USPS in 1986 released a 22 cent first day cover stamp of poet and literary critic Thomas Stearns Eliot (T.S. Eliot). It was printed in copper red by the Bureau of Engraving and Printing. A total of 131,700,000 stamps were printed. It featured 11 perforations. The first day of issue was 26 September 1986 and postmarked St. Louis, Missouri -- the birth date and birthplace of Eliot.

Eliot was born on 26 September 1888, in St. Louis, Missouri. He attended schools in St. Louis and Massachusetts before entering Harvard in 1906. After graduating, he worked at the school for a year as a philosophy assistant before heading to France and England to further study philosophy.

Eliot returned to Harvard to study Indian philosophy and Sanskrit, but was drawn back to England for study. He worked toward earning a Ph.D., but never took his final oral exam. Instead he married and worked in London as a teacher and then a bank clerk.

During this time, Eliot befriended poet Ezra Pound, who instantly recognized his poetic talent and encouraged him and helped to get his work published. Eliot published his first poem of this period in 1915 – “The Love Song of J. Alfred Prufrock.” Two years later he published his first book of poems, Prufrock and Other Observations. The success of this book helped establish Eliot as one of the world’s leading poets of the time. In addition to writing poems and working a regular job, Eliot also wrote literary criticism and reviews that were also well respected.

In 1922, Eliot published “The Waste Land,” a long and complex story of postwar disillusionment. “The Waste Land” was instantly recognized throughout the literary world and came to be seen as one of the most influential poems of the 20th century. Eliot was seen as a revolutionary, introducing new subject matter and techniques to poetry.

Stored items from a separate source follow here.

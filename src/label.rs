//! Hierarchical label paths (`経理/処理済み`, `Invoices/Done`).
//!
//! A label marks a message as processed so later runs skip it. Labels nest
//! with `/` as the separator, the way Gmail displays them.

use std::fmt;

use serde::{Deserialize, Serialize};

use crate::error::{ArchiveError, Result};

/// Maximum total label length accepted by Gmail.
pub const MAX_LABEL_LEN: usize = 225;

/// Separator between label hierarchy levels.
pub const SEPARATOR: char = '/';

/// A syntactically valid label path.
///
/// Constructed only through [`LabelPath::parse`], so holding one means the
/// value has already been checked.
#[derive(Debug, Clone, PartialEq, Eq, Hash, PartialOrd, Ord, Serialize, Deserialize)]
#[serde(try_from = "String", into = "String")]
pub struct LabelPath(String);

impl LabelPath {
    /// Validate a raw label string.
    pub fn parse(raw: &str) -> Result<Self> {
        let invalid = |reason: &str| ArchiveError::InvalidLabel {
            label: raw.to_string(),
            reason: reason.to_string(),
        };

        if raw.is_empty() {
            return Err(invalid("must not be empty"));
        }
        if raw.chars().count() > MAX_LABEL_LEN {
            return Err(invalid(&format!(
                "longer than {MAX_LABEL_LEN} characters"
            )));
        }
        if raw.starts_with(SEPARATOR) || raw.ends_with(SEPARATOR) {
            return Err(invalid("must not start or end with '/'"));
        }

        for segment in raw.split(SEPARATOR) {
            if segment.is_empty() {
                return Err(invalid("contains an empty level ('//')"));
            }
            if segment.trim() != segment {
                return Err(invalid(&format!(
                    "level '{segment}' has leading or trailing whitespace"
                )));
            }
            if segment.chars().any(char::is_control) {
                return Err(invalid("contains control characters"));
            }
        }

        Ok(Self(raw.to_string()))
    }

    /// The full path as written.
    pub fn as_str(&self) -> &str {
        &self.0
    }

    /// Hierarchy levels from the top: `a/b/c` → `a`, `b`, `c`.
    pub fn segments(&self) -> impl Iterator<Item = &str> {
        self.0.split(SEPARATOR)
    }

    /// Number of hierarchy levels.
    pub fn depth(&self) -> usize {
        self.segments().count()
    }

    /// Every prefix path: `a/b/c` → `a`, `a/b`, `a/b/c`.
    pub fn ancestors(&self) -> Vec<&str> {
        let mut out: Vec<&str> = self
            .0
            .match_indices(SEPARATOR)
            .map(|(i, _)| &self.0[..i])
            .collect();
        out.push(&self.0);
        out
    }

    /// Query term excluding messages with this label.
    ///
    /// Gmail's label search form spells `/` and whitespace as `-`.
    pub fn search_term(&self) -> String {
        let spelled: String = self
            .0
            .chars()
            .map(|c| {
                if c == SEPARATOR || c.is_whitespace() {
                    '-'
                } else {
                    c
                }
            })
            .collect();
        format!("-label:{spelled}")
    }

    /// Whether a label as written in an `X-Gmail-Labels` header is this one.
    pub fn matches_header_label(&self, label: &str) -> bool {
        label.trim() == self.0
    }
}

impl fmt::Display for LabelPath {
    fn fmt(&self, f: &mut fmt::Formatter<'_>) -> fmt::Result {
        f.write_str(&self.0)
    }
}

impl TryFrom<String> for LabelPath {
    type Error = ArchiveError;

    fn try_from(value: String) -> Result<Self> {
        Self::parse(&value)
    }
}

impl From<LabelPath> for String {
    fn from(label: LabelPath) -> Self {
        label.0
    }
}
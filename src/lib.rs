//! `invoice-archiver`: save invoice attachments from a mailbox into a
//! storage folder.
//!
//! The job is driven by a small configuration: search keywords, a lookback
//! window in days, a processed label, a target folder id, and a filename
//! template. This crate provides the validated configuration, the template
//! renderer, MBOX access, the search, the storage writer, and the run that
//! ties them together.

pub mod archive;
pub mod config;
pub mod error;
pub mod i18n;
pub mod label;
pub mod ledger;
pub mod model;
pub mod parser;
pub mod search;
pub mod storage;
pub mod store;
pub mod template;
//! Integration tests for the MBOX scanner, header decoding, and message store.

use std::path::Path;

use invoice_archiver::model::mail::MailEntry;
use invoice_archiver::parser::header::{decode_encoded_words, parse_date, parse_headers_to_entry};
use invoice_archiver::parser::mbox::MboxParser;
use invoice_archiver::store::reader::MboxStore;

fn fixture(name: &str) -> std::path::PathBuf {
    Path::new(env!("CARGO_MANIFEST_DIR"))
        .join("tests")
        .join("fixtures")
        .join(name)
}

fn scan(path: &Path) -> Vec<MailEntry> {
    let parser = MboxParser::new(path).unwrap();
    let mut entries = Vec::new();
    parser
        .scan_headers(
            &mut |offset, length, headers| {
                let seq = entries.len() as u64;
                entries.push(parse_headers_to_entry(headers, offset, length, seq));
                true
            },
            None,
        )
        .unwrap();
    entries
}

// ─── Scan invoices.mbox → exactly 6 messages ────────────────────────

#[test]
fn test_scan_message_count() {
    let parser = MboxParser::new(fixture("invoices.mbox")).unwrap();
    let mut count: u64 = 0;
    let delivered = parser
        .scan_headers(
            &mut |_offset, _length, _headers| {
                count += 1;
                true
            },
            None,
        )
        .unwrap();
    assert_eq!(count, 6, "invoices.mbox should contain exactly 6 messages");
    assert_eq!(delivered, 6);
}

// ─── First message fields ───────────────────────────────────────────

#[test]
fn test_first_message_fields() {
    let entries = scan(&fixture("invoices.mbox"));
    let first = &entries[0];
    assert_eq!(first.offset, 0);
    assert_eq!(first.subject, "請求書");
    assert_eq!(first.from.address, "billing@example.com");
    assert_eq!(first.from.display_name, "Billing");
    assert_eq!(first.message_id, "<inv-001@example.com>");
    assert_eq!(first.date.format("%Y-%m-%d %H:%M").to_string(), "2024-01-15 00:30");
    assert!(first.has_attachments);
}

// ─── Offsets and lengths tile the file ──────────────────────────────

#[test]
fn test_offsets_cover_file() {
    let path = fixture("invoices.mbox");
    let entries = scan(&path);
    let size = std::fs::metadata(&path).unwrap().len();
    for pair in entries.windows(2) {
        assert_eq!(pair[0].offset + pair[0].length, pair[1].offset);
    }
    let last = entries.last().unwrap();
    assert_eq!(last.offset + last.length, size);
}

// ─── Gmail labels header ────────────────────────────────────────────

#[test]
fn test_gmail_labels() {
    let entries = scan(&fixture("invoices.mbox"));
    assert!(entries[0].labels.is_empty());
    assert_eq!(entries[3].labels, vec!["Inbox", "請求書/処理済み"]);
}

// ─── Store: attachment listing and extraction by offset ─────────────

#[test]
fn test_store_attachments() {
    let path = fixture("invoices.mbox");
    let entries = scan(&path);
    let mut store = MboxStore::open(&path).unwrap();

    let names: Vec<String> = store
        .attachments(&entries[1])
        .unwrap()
        .iter()
        .map(|a| a.filename.clone())
        .collect();
    assert_eq!(names, vec!["invoice.pdf", "detail.csv", "receipt.pdf"]);

    let first = store.attachments(&entries[0]).unwrap()[0].clone();
    assert_eq!(first.content_type, "application/pdf");
    let bytes = store.attachment_bytes(&entries[0], &first).unwrap();
    assert_eq!(bytes, b"%PDF-1.4\n");

    assert!(store.attachments(&entries[5]).unwrap().is_empty());

    let raw = store.raw_message(&entries[0]).unwrap();
    assert!(raw.starts_with(b"From billing@example.com"));
}

// ─── Empty file → 0 messages, no error ──────────────────────────────

#[test]
fn test_scan_empty_mbox() {
    let tmp = tempfile::NamedTempFile::new().unwrap();
    assert!(scan(tmp.path()).is_empty());
}

// ─── Missing file ───────────────────────────────────────────────────

#[test]
fn test_missing_file() {
    assert!(MboxParser::new("/nonexistent/mail.mbox").is_err());
    assert!(MboxStore::open("/nonexistent/mail.mbox").is_err());
}

// ─── Header helpers ─────────────────────────────────────────────────

#[test]
fn test_decode_and_dates() {
    assert_eq!(decode_encoded_words("=?UTF-8?B?6KuL5rGC5pu4?= 1月分"), "請求書 1月分");
    let date = parse_date("Mon, 15 Jan 2024 09:30:00 +0900").unwrap();
    assert_eq!(date.to_rfc3339(), "2024-01-15T00:30:00+00:00");
}
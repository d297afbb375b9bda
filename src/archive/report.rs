//! Outcome of one archive run.

use std::path::PathBuf;

use chrono::{DateTime, Utc};
use serde::Serialize;

use crate::storage::{StoredFile, WriteOutcome};

/// One attachment handled during the run.
#[derive(Debug, Clone, Serialize)]
pub struct SavedAttachment {
    pub message_key: String,
    pub subject: String,
    /// Attachment name as found in the message.
    pub original: String,
    /// Where it went (or would go, in a dry run).
    pub file: StoredFile,
}

/// An attachment that could not be archived.
#[derive(Debug, Clone, Serialize)]
pub struct Failure {
    pub message_key: String,
    pub subject: String,
    pub attachment: String,
    pub reason: String,
}

/// Counters and details of a run, serializable for `--json`.
#[derive(Debug, Clone, Serialize)]
pub struct RunReport {
    pub mailbox: PathBuf,
    pub location: PathBuf,
    pub query: String,
    pub now: DateTime<Utc>,
    pub dry_run: bool,
    /// Messages read from the mailbox.
    pub scanned: u64,
    /// Messages inside the lookback window.
    pub in_window: u64,
    /// In-window messages already carrying the processed label.
    pub already_processed: u64,
    /// Messages matching the query.
    pub matched: u64,
    /// Messages that received the processed label.
    pub labeled: u64,
    /// Attachments written (or planned).
    pub saved: u64,
    /// Attachments left alone because the name was taken.
    pub skipped: u64,
    /// Attachments already stored by an earlier run that did not finish
    /// their message.
    pub resumed: u64,
    pub bytes_written: u64,
    pub attachments: Vec<SavedAttachment>,
    pub failures: Vec<Failure>,
}

impl RunReport {
    pub(crate) fn new(
        mailbox: PathBuf,
        location: PathBuf,
        query: String,
        now: DateTime<Utc>,
        dry_run: bool,
    ) -> Self {
        Self {
            mailbox,
            location,
            query,
            now,
            dry_run,
            scanned: 0,
            in_window: 0,
            already_processed: 0,
            matched: 0,
            labeled: 0,
            saved: 0,
            skipped: 0,
            resumed: 0,
            bytes_written: 0,
            attachments: Vec::new(),
            failures: Vec::new(),
        }
    }

    pub(crate) fn record_file(&mut self, saved: SavedAttachment) {
        match saved.file.outcome {
            WriteOutcome::Skipped => self.skipped += 1,
            WriteOutcome::Created | WriteOutcome::Overwritten => {
                self.saved += 1;
                self.bytes_written += saved.file.bytes;
            }
        }
        self.attachments.push(saved);
    }

    /// `true` when nothing failed.
    pub fn is_clean(&self) -> bool {
        self.failures.is_empty()
    }
}
//! Mailbox search: keyword expressions and the combined archive query.
//!
//! The query has the same shape as the one sent to a Gmail mailbox:
//!
//! ```text
//! (請求書 OR Invoice) has:attachment newer_than:7d -label:請求書-処理済み
//! ```
//!
//! Against a local MBOX it is evaluated on header metadata plus the
//! attachment listing of each candidate message.

pub mod keyword;
pub mod query;

pub use keyword::KeywordExpr;
pub use query::SearchQuery;
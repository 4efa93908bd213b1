//! Node orchestrator tying all Tessera components together.
//!
//! The [`TesseraNode`] owns the block store, manifest store and keyword
//! index, and exposes the three data-plane operations: ingest, retrieve
//! and keyword search. It is built once at startup and shared as an
//! `Arc<TesseraNode>` by every request handler.

pub mod error;
pub mod node;

pub use error::{EngineError, ErrorKind};
pub use node::{IngestReceipt, NodeStats, SearchResult, TesseraNode, TesseraNodeConfig};
pub use tessera_types::DEFAULT_BLOCK_SIZE;

#[cfg(test)]
mod tests;
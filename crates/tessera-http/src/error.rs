//! HTTP error types and JSON error responses.

use axum::Json;
use axum::extract::multipart::MultipartError;
use axum::http::StatusCode;
use axum::response::{IntoResponse, Response};
use serde::Serialize;
use tessera_engine::{EngineError, ErrorKind};
use tracing::error;

/// Errors returned by HTTP handlers.
#[derive(Debug, thiserror::Error)]
pub enum HttpError {
    /// The upload request carried no `document` file part.
    #[error("No file uploaded")]
    NoFile,

    /// `GET /search` without a usable `q` parameter.
    #[error("Query 'q' is required")]
    MissingQuery,

    /// The multipart body could not be read: malformed, over the size
    /// limit, or cut off by the client.
    #[error("{message}")]
    Multipart {
        /// Status chosen by the multipart extractor (400, 413, ...).
        status: StatusCode,
        /// Client-facing description.
        message: String,
    },

    /// An error from the storage engine.
    #[error(transparent)]
    Engine(#[from] EngineError),
}

/// JSON body of every error response.
#[derive(Serialize)]
struct ErrorBody {
    error: String,
}

impl From<&MultipartError> for HttpError {
    fn from(e: &MultipartError) -> Self {
        Self::Multipart {
            status: e.status(),
            message: e.body_text(),
        }
    }
}

impl From<MultipartError> for HttpError {
    fn from(e: MultipartError) -> Self {
        Self::from(&e)
    }
}

impl HttpError {
    /// Map to an HTTP status code.
    fn status_code(&self) -> StatusCode {
        match self {
            Self::NoFile | Self::MissingQuery => StatusCode::BAD_REQUEST,
            Self::Multipart { status, .. } => *status,
            Self::Engine(e) => match e.kind() {
                ErrorKind::BadInput => StatusCode::BAD_REQUEST,
                ErrorKind::NotFound => StatusCode::NOT_FOUND,
                ErrorKind::MissingBlock | ErrorKind::StorageIo | ErrorKind::CorruptRead => {
                    StatusCode::INTERNAL_SERVER_ERROR
                }
            },
        }
    }

    /// Message shown to the client.
    ///
    /// Server-side faults are logged in full but reported generically.
    fn public_message(&self) -> String {
        match self {
            Self::Engine(e) => match e.kind() {
                ErrorKind::BadInput => e.to_string(),
                ErrorKind::NotFound => "File not found".to_string(),
                ErrorKind::MissingBlock | ErrorKind::CorruptRead => {
                    "stored file is damaged".to_string()
                }
                ErrorKind::StorageIo => "storage failure".to_string(),
            },
            other => other.to_string(),
        }
    }
}

impl IntoResponse for HttpError {
    fn into_response(self) -> Response {
        let status = self.status_code();
        if status.is_server_error() {
            error!(error = %self, "request failed");
        }
        let body = ErrorBody {
            error: self.public_message(),
        };
        (status, Json(body)).into_response()
    }
}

That same year Eliot founded the Criterion literary journal and worked as its editor for 17 years. In 1924 he left his bank job to work for the publishing house Faber and Faber. He would spend the rest of his life there encouraging young poets. Eliot also continued to write his own work. He only published two or three poems a year, demanding that they “should be perfect in their kind, so that each should be an event.”

Eliot became a British citizen in 1927 and converted to Anglicanism, which is reflected in his poem “Ash Wednesday.” During his career Eliot also wrote seven plays, including Murder in the Cathedral and The Cocktail Party. And the beloved play Cats was based on Eliot’s series of 14 poems, “Old Possum’s Book of Practical Cats.” He also won the Nobel Prize in Literature in 1948.

Eliot died of emphysema on 4 January 1965, in London. He is often seen as one of the 20th century’s major poets.